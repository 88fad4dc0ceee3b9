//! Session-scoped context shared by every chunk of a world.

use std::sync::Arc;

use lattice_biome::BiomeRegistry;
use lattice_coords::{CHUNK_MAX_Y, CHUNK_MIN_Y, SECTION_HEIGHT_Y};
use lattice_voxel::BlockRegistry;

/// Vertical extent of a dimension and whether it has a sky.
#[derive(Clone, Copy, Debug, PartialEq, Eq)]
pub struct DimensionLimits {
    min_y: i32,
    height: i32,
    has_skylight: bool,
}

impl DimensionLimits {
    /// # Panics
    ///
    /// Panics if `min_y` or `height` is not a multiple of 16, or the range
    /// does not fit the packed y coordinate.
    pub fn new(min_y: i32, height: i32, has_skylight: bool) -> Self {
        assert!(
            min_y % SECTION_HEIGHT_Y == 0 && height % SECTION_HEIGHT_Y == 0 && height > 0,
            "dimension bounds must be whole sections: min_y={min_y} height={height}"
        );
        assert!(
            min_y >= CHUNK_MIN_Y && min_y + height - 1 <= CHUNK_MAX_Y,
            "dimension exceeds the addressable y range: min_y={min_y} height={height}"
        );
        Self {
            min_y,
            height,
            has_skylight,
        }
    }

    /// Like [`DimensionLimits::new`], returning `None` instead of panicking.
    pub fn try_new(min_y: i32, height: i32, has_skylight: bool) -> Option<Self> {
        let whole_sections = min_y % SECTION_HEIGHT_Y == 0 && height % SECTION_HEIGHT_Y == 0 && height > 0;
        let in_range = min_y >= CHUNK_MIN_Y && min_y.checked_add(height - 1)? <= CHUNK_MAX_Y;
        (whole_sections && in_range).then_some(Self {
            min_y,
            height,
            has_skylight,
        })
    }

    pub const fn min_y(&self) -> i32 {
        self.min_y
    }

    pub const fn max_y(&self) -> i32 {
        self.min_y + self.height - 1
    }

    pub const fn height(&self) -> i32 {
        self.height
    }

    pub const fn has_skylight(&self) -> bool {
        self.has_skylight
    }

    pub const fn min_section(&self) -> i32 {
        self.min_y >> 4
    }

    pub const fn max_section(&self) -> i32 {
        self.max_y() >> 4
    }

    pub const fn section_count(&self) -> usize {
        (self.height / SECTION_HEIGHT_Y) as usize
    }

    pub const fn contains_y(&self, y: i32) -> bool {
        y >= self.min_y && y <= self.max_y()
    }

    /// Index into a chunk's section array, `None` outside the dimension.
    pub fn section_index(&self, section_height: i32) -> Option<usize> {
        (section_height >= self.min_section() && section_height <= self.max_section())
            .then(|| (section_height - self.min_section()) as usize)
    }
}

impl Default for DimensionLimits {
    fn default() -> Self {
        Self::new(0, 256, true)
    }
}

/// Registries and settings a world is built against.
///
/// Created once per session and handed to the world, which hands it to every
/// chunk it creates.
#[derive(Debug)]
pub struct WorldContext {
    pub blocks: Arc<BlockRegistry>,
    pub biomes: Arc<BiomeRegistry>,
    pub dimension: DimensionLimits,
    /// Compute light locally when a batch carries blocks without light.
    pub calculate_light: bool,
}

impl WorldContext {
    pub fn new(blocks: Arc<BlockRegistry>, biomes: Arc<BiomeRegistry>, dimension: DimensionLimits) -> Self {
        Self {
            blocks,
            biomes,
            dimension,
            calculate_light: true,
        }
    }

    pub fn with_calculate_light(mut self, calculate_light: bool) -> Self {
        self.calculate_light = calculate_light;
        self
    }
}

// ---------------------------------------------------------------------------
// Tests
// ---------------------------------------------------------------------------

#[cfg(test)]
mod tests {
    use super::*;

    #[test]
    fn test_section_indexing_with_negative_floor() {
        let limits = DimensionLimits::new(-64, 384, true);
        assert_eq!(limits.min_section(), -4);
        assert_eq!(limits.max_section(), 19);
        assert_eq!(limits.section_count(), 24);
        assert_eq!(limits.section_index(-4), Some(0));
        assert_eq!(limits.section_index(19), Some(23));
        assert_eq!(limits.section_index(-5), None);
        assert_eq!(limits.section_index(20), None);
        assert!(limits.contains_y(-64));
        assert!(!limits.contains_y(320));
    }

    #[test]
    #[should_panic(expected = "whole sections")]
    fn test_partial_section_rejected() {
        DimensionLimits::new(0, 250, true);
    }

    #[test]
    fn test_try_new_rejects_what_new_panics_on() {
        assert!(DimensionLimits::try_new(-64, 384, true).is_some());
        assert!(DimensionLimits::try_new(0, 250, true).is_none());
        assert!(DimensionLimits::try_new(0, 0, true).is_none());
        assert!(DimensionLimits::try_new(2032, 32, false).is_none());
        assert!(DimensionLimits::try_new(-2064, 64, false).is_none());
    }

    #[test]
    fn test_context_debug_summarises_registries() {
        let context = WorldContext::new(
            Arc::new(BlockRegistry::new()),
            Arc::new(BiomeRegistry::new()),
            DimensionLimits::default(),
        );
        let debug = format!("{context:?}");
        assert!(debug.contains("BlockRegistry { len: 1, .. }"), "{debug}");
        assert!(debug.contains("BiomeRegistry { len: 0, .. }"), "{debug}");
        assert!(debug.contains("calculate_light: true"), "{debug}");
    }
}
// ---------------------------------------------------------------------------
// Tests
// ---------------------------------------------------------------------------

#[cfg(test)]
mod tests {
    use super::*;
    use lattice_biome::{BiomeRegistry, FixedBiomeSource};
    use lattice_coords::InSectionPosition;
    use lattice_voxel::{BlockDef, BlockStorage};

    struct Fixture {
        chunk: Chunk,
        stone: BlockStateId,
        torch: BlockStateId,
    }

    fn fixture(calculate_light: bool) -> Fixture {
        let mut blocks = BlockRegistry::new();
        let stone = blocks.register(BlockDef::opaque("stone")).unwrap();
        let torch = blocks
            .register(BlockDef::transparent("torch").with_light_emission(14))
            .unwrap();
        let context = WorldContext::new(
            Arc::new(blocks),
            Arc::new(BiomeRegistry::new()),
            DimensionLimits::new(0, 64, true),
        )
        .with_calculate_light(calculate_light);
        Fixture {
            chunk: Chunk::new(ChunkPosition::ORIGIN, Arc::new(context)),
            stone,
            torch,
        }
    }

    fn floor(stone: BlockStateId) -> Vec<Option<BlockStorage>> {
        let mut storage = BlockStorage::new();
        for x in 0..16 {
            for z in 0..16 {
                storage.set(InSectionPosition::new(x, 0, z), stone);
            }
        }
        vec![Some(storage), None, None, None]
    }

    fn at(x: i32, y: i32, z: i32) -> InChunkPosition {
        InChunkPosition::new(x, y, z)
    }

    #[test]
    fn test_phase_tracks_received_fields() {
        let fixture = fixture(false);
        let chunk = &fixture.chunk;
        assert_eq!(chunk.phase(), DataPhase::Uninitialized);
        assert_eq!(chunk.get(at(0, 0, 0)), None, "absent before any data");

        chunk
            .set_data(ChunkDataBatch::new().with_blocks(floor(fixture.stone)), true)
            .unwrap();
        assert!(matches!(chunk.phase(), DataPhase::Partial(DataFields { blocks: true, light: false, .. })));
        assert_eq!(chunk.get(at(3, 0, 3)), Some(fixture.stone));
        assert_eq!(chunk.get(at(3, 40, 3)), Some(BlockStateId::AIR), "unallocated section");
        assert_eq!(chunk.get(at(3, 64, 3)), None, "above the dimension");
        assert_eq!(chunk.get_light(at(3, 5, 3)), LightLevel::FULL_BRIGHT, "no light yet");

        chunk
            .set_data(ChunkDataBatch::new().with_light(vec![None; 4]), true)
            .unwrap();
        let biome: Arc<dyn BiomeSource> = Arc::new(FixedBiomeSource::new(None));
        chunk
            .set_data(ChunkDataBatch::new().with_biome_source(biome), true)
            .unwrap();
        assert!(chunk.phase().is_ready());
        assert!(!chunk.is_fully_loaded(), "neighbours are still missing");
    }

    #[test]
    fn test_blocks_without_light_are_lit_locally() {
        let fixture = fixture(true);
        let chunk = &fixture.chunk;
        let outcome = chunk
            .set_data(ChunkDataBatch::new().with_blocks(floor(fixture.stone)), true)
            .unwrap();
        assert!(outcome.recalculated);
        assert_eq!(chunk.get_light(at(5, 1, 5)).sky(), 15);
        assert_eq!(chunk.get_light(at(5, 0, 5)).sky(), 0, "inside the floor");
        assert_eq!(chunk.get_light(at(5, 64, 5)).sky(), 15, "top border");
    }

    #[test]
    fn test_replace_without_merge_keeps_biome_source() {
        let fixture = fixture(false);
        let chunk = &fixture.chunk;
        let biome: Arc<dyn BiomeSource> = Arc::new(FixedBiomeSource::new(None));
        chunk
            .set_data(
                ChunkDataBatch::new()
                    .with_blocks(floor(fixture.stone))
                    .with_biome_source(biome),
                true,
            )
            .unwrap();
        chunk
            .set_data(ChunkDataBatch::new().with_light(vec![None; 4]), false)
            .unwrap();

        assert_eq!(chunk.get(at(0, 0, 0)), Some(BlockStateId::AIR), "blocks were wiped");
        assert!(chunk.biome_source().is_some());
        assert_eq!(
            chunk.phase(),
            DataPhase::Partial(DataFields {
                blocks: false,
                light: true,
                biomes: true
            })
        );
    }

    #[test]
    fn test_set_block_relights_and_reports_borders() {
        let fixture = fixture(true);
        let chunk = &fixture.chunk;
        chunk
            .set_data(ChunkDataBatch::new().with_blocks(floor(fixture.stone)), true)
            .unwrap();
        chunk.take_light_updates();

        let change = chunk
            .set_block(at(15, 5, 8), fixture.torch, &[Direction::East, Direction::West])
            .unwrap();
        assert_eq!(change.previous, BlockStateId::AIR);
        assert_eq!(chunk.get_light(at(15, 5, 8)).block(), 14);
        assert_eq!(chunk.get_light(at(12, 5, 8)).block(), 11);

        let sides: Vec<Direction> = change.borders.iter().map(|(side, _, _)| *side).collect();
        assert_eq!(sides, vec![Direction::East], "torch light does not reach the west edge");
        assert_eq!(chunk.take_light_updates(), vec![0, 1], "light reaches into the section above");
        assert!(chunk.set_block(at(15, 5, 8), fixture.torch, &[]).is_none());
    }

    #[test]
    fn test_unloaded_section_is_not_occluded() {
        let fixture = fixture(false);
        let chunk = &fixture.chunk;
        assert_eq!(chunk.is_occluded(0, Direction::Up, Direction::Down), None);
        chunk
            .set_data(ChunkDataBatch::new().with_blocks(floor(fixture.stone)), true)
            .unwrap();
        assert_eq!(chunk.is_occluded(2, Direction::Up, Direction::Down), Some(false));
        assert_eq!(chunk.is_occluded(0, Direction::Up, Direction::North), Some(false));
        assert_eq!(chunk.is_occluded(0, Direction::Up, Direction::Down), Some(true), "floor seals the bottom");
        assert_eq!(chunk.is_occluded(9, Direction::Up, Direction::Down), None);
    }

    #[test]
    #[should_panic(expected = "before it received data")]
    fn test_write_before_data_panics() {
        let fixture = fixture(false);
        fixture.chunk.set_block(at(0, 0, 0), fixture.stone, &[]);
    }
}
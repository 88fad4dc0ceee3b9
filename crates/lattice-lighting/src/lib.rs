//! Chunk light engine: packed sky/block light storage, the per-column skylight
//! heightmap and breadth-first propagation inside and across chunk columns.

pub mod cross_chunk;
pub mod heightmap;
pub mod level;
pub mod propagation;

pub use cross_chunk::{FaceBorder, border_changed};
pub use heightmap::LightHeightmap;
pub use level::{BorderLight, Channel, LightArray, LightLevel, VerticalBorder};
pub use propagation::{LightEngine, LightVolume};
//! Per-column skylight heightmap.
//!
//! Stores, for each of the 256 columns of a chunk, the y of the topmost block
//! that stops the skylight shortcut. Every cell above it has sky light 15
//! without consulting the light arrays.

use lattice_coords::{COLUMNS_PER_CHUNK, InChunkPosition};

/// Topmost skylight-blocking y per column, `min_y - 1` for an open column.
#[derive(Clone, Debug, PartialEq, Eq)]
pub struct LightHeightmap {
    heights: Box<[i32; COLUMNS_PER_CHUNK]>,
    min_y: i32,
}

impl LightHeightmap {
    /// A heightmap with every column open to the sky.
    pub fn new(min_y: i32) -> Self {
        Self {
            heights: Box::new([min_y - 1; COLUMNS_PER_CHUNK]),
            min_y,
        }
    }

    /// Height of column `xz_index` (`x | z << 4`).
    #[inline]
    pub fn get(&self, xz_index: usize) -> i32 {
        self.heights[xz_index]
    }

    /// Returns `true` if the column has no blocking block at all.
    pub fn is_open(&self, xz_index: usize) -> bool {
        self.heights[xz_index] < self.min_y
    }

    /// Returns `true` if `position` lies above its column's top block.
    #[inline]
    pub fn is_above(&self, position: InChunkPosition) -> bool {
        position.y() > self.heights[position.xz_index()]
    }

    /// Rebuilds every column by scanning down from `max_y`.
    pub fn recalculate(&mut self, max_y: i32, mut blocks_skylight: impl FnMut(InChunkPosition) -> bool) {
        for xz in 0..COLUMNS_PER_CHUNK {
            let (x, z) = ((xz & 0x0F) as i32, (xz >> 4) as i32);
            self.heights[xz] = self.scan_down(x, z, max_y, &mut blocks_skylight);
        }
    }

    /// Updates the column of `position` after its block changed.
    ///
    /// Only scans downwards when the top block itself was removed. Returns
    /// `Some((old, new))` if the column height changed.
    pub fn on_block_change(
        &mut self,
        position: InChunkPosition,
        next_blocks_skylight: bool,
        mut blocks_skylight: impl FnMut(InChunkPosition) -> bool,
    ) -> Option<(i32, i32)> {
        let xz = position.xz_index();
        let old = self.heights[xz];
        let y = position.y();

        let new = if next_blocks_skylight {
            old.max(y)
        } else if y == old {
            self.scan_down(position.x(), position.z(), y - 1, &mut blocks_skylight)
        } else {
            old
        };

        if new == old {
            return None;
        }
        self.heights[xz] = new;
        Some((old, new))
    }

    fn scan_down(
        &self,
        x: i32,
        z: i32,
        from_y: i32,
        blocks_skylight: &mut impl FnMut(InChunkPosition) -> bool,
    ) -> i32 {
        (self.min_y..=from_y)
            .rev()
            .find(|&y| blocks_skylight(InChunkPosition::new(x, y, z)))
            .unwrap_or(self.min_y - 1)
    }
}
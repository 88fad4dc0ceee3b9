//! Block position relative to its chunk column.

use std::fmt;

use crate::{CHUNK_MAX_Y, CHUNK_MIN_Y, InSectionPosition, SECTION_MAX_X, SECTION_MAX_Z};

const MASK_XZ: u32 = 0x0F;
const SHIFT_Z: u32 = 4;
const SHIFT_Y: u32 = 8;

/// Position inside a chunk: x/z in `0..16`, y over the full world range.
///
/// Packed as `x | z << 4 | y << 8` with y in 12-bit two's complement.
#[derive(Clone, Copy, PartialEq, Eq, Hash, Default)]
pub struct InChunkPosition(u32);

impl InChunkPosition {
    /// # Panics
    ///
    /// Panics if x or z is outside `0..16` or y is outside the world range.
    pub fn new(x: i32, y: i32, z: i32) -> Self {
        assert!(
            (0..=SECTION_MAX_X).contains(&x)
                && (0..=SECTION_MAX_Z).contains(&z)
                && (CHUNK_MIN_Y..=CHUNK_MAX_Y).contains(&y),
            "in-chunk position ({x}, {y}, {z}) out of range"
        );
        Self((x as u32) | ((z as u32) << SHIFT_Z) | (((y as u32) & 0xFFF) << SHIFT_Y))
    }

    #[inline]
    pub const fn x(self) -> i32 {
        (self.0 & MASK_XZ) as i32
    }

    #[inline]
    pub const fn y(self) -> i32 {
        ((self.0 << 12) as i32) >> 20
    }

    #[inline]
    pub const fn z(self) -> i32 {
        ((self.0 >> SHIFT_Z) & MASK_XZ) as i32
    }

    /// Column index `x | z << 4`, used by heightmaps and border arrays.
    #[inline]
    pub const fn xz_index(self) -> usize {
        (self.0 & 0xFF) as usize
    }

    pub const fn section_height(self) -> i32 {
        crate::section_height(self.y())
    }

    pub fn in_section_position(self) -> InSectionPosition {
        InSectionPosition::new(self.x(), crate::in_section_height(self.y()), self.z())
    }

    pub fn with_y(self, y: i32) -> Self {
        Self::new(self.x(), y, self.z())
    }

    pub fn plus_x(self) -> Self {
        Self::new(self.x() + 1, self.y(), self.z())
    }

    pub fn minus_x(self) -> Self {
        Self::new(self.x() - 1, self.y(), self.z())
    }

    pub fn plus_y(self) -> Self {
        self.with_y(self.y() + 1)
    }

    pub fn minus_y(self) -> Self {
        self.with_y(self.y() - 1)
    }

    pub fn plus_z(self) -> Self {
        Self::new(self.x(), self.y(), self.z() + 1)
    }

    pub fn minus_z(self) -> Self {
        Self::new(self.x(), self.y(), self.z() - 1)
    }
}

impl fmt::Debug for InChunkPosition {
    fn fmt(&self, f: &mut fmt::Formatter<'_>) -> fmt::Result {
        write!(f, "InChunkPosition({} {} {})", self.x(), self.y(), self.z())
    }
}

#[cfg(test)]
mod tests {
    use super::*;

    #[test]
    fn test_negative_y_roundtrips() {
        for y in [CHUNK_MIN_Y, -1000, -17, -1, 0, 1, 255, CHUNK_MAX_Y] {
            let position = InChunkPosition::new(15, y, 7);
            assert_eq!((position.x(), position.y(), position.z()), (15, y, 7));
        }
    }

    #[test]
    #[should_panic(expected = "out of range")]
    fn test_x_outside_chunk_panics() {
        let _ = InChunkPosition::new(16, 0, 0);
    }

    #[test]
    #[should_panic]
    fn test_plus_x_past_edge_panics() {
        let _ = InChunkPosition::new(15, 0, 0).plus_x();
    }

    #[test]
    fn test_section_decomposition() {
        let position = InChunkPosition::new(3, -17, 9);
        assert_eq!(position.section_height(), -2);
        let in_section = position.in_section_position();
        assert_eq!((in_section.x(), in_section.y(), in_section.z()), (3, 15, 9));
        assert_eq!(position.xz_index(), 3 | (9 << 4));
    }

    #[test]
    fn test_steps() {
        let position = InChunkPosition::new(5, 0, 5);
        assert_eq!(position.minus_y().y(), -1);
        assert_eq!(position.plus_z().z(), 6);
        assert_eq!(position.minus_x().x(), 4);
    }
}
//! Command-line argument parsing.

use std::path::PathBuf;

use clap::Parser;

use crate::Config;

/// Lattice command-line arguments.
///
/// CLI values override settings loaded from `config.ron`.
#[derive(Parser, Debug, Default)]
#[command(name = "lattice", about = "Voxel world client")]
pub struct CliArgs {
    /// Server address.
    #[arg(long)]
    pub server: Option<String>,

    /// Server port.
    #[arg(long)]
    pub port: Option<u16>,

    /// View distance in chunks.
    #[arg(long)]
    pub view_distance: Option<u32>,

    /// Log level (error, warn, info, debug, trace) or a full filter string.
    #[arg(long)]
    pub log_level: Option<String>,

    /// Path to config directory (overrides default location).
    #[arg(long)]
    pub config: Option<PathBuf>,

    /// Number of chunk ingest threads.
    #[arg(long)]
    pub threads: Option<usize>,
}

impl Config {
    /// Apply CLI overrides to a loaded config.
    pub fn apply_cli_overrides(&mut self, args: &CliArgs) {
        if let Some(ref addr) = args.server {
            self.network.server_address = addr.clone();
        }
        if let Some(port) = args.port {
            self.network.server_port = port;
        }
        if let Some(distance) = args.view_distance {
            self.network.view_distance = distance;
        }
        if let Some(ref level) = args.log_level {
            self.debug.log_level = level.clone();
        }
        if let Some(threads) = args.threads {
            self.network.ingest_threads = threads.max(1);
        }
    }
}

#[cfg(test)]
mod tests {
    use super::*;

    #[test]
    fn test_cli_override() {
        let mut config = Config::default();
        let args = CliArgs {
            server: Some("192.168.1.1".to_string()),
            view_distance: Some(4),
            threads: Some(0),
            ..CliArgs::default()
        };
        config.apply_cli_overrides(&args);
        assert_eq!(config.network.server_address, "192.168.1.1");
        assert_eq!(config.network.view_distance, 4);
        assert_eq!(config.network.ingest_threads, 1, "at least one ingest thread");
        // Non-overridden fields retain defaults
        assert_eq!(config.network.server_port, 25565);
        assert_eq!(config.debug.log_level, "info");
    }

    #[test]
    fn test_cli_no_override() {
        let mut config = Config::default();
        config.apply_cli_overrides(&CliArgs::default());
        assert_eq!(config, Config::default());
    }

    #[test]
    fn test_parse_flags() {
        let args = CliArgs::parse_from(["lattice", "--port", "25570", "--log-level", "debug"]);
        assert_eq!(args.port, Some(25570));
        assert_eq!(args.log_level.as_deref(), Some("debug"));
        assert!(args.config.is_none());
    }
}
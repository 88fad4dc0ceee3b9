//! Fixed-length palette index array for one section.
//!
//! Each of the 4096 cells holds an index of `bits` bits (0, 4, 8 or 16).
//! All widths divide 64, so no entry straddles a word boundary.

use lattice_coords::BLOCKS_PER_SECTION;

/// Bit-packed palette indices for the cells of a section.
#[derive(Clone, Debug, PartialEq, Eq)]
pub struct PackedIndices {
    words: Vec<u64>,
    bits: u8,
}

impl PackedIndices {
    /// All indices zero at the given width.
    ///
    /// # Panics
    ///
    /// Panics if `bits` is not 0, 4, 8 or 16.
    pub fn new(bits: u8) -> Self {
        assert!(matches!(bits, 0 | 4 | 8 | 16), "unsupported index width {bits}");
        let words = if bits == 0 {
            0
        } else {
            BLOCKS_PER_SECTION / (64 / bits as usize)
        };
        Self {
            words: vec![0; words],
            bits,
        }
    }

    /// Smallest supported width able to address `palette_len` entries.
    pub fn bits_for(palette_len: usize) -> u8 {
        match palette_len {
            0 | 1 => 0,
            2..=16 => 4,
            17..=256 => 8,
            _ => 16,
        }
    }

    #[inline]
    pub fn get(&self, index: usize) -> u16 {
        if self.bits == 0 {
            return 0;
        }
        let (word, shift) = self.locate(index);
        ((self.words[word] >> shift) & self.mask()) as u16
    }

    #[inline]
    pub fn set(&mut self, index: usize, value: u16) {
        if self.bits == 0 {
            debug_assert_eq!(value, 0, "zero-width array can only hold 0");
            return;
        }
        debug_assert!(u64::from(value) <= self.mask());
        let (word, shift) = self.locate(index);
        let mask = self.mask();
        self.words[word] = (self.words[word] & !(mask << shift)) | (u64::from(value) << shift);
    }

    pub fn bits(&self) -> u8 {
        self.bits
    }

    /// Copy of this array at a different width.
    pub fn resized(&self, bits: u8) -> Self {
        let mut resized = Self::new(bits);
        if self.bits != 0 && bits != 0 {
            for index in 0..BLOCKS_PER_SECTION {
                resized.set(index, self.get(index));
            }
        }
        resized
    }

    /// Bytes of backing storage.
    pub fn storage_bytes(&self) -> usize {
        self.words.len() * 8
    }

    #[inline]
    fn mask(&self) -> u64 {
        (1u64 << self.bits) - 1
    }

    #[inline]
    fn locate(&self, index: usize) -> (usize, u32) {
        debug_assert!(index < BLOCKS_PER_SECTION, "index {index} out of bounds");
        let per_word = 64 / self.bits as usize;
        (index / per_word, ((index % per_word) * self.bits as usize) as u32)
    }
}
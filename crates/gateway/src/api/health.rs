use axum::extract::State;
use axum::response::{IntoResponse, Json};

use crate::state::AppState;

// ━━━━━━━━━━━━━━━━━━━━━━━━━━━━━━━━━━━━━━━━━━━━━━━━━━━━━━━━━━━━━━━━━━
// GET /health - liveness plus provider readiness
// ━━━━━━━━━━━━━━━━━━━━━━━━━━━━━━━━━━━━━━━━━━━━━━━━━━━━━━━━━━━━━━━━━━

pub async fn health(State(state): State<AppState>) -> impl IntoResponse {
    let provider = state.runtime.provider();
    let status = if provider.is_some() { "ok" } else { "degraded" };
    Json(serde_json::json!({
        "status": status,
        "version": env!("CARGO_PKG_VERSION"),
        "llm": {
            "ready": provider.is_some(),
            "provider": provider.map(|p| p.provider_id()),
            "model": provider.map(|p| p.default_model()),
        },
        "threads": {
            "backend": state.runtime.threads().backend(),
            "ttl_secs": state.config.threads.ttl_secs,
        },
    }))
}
_ _ _ _ _ _ _
TASK DESCRIPTION: Considering only the material above, set down every line from the one with "Self::new(self.x(), self.y(), self.z() +" to the one with "let position = InChunkPosition::new(15, y, 7);", inclusive, exactly as written.

ANSWER FOR THIS EXERCISE:
        Self::new(self.x(), self.y(), self.z() + 1)
    }

    pub fn minus_z(self) -> Self {
        Self::new(self.x(), self.y(), self.z() - 1)
    }
}

impl fmt::Debug for InChunkPosition {
    fn fmt(&self, f: &mut fmt::Formatter<'_>) -> fmt::Result {
        write!(f, "InChunkPosition({} {} {})", self.x(), self.y(), self.z())
    }
}

#[cfg(test)]
mod tests {
    use super::*;

    #[test]
    fn test_negative_y_roundtrips() {
        for y in [CHUNK_MIN_Y, -1000, -17, -1, 0, 1, 255, CHUNK_MAX_Y] {
            let position = InChunkPosition::new(15, y, 7);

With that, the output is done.